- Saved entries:
+---+
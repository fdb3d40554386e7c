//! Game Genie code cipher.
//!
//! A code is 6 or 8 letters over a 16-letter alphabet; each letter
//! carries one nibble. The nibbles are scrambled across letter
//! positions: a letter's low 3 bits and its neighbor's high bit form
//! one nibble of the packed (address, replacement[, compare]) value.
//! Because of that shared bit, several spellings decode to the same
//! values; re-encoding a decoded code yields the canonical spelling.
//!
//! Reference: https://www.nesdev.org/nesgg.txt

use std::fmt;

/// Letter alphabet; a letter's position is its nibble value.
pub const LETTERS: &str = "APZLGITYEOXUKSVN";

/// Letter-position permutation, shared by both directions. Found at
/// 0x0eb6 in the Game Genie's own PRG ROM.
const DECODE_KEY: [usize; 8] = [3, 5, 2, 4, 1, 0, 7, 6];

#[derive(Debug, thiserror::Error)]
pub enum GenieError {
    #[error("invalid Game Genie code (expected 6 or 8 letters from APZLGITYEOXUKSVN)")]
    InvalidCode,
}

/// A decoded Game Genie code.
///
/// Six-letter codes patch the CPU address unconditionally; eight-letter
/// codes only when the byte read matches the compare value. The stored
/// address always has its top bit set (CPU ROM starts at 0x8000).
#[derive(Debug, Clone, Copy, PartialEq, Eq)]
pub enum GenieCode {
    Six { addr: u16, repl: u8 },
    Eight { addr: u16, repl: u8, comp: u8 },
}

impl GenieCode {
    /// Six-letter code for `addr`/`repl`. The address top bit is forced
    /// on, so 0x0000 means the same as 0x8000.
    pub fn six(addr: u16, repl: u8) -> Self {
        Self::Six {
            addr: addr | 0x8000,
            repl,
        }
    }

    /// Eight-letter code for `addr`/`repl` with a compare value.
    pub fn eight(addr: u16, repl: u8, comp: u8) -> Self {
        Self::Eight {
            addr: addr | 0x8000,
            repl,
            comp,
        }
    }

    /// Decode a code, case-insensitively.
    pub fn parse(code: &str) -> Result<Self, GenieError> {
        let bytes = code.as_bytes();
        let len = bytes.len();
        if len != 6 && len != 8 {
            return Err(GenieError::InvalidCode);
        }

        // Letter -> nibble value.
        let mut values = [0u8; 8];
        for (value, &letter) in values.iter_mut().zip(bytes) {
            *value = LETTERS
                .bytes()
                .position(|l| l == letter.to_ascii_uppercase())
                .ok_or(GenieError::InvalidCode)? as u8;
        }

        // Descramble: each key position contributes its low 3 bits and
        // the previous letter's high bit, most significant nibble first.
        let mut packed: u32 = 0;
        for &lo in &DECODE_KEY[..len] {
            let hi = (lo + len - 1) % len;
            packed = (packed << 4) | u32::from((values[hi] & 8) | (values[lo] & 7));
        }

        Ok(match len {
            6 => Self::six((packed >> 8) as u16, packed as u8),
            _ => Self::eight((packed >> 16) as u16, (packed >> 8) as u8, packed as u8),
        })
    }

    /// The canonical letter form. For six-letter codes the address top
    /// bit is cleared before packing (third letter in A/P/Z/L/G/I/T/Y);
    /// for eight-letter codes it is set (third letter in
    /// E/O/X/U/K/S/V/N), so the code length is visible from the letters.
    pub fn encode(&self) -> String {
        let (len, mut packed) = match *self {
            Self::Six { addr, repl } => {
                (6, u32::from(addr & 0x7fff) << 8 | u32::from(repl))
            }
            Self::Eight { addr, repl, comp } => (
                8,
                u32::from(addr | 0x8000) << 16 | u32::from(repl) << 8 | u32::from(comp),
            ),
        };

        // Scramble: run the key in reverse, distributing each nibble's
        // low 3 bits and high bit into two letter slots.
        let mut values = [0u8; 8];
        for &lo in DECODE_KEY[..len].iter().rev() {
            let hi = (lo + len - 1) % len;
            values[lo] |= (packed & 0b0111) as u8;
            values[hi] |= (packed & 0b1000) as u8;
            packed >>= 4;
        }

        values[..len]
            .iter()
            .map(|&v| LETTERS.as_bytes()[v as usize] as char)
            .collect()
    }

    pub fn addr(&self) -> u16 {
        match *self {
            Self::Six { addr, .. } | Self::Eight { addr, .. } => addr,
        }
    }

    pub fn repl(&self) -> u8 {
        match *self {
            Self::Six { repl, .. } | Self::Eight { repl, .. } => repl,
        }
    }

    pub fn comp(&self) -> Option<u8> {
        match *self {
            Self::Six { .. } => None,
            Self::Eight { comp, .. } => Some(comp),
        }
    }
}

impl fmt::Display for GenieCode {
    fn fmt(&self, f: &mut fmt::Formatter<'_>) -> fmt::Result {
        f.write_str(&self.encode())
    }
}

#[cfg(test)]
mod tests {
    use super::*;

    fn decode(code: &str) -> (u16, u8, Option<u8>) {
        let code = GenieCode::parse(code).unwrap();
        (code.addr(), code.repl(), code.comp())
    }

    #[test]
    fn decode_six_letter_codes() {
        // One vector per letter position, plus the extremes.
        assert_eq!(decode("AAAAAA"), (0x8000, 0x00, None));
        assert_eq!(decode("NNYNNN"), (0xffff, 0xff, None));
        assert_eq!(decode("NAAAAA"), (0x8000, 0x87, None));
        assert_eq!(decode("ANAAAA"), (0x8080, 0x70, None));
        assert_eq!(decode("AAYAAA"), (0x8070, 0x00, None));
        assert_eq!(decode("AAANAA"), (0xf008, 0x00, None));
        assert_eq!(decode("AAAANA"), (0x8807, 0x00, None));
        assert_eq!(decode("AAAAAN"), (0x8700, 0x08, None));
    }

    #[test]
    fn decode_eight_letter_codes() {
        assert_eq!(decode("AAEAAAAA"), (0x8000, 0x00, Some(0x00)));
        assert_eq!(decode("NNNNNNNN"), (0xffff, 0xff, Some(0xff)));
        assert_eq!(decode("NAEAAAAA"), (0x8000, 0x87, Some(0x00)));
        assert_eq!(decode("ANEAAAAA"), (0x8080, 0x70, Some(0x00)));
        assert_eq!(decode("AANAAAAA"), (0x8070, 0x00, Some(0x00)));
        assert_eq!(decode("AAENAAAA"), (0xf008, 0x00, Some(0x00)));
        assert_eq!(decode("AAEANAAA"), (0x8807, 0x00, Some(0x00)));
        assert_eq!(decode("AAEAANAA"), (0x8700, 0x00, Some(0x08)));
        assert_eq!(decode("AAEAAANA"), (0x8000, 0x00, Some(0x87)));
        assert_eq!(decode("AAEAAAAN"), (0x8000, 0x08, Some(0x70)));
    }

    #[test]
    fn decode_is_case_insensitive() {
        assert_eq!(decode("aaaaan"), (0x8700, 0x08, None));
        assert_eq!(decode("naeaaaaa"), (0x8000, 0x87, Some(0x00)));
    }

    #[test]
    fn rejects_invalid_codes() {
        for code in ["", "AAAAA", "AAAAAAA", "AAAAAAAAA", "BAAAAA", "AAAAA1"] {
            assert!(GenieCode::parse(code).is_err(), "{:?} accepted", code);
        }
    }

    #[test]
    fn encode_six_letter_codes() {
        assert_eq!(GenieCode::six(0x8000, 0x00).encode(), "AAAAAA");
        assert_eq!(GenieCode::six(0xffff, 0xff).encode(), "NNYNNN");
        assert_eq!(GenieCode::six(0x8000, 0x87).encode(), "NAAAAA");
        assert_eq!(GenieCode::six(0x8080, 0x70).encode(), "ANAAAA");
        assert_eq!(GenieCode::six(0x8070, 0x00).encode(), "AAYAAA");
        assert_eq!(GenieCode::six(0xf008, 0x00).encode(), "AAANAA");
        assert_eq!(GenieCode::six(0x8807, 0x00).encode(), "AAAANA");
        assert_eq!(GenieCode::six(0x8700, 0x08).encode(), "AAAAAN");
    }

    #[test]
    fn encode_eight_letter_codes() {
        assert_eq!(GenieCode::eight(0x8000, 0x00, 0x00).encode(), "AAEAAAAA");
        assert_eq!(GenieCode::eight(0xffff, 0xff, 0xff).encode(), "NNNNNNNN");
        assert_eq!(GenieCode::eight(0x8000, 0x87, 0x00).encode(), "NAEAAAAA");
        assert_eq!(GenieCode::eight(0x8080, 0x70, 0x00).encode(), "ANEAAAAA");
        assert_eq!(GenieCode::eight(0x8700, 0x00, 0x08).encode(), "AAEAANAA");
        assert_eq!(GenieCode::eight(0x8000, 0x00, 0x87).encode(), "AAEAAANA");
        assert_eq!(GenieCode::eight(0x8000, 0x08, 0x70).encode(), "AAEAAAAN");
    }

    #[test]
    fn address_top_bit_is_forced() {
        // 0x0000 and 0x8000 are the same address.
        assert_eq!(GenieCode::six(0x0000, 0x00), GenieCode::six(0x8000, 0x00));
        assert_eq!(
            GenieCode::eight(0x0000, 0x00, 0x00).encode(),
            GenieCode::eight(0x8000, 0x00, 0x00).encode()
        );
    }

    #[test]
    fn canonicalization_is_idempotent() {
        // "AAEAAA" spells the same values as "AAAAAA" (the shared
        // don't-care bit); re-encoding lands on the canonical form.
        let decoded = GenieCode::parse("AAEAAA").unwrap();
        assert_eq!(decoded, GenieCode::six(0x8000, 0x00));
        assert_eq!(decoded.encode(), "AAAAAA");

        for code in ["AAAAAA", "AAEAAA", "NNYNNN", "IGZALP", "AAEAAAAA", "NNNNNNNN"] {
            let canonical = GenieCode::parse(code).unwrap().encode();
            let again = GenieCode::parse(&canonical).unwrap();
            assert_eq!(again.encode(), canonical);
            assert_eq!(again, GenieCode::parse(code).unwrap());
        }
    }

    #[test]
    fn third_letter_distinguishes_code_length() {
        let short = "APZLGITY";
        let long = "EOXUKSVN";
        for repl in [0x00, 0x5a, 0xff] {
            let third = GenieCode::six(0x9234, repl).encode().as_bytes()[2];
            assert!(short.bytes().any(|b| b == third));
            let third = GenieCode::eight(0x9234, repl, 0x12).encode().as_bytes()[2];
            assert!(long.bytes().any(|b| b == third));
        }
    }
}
+---+
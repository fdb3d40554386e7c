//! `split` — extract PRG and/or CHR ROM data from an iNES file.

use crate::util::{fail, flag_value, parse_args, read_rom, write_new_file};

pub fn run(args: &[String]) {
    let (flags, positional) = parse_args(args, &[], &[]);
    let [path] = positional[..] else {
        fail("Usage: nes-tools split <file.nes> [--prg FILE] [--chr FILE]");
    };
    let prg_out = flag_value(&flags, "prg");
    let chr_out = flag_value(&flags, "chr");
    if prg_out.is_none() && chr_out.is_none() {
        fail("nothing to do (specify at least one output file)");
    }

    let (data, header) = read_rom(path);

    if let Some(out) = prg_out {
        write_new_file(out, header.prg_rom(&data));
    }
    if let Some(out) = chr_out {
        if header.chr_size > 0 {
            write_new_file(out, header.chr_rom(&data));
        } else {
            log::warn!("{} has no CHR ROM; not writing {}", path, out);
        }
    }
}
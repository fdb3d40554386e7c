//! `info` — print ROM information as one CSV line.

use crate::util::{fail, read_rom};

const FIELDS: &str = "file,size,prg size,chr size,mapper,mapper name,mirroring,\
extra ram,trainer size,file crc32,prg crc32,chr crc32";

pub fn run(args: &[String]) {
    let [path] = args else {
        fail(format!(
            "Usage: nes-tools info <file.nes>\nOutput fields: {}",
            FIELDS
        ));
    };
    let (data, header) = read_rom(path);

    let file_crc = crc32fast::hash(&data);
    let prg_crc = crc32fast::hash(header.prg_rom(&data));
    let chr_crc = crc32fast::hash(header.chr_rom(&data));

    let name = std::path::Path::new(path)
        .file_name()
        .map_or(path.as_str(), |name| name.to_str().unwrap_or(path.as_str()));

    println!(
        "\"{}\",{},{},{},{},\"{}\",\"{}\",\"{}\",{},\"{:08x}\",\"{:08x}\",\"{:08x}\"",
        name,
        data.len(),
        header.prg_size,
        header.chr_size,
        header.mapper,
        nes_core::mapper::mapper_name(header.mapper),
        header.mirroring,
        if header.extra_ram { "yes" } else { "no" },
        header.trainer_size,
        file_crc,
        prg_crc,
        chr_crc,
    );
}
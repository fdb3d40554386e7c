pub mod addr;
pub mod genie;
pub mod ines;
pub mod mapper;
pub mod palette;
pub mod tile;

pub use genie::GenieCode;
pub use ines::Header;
+---+
- WORK ORDER: Please report how many lines in the records above contain the word "AAANAA", and give nothing but the number.

- RESPONSE TO THE EXERCISE: 2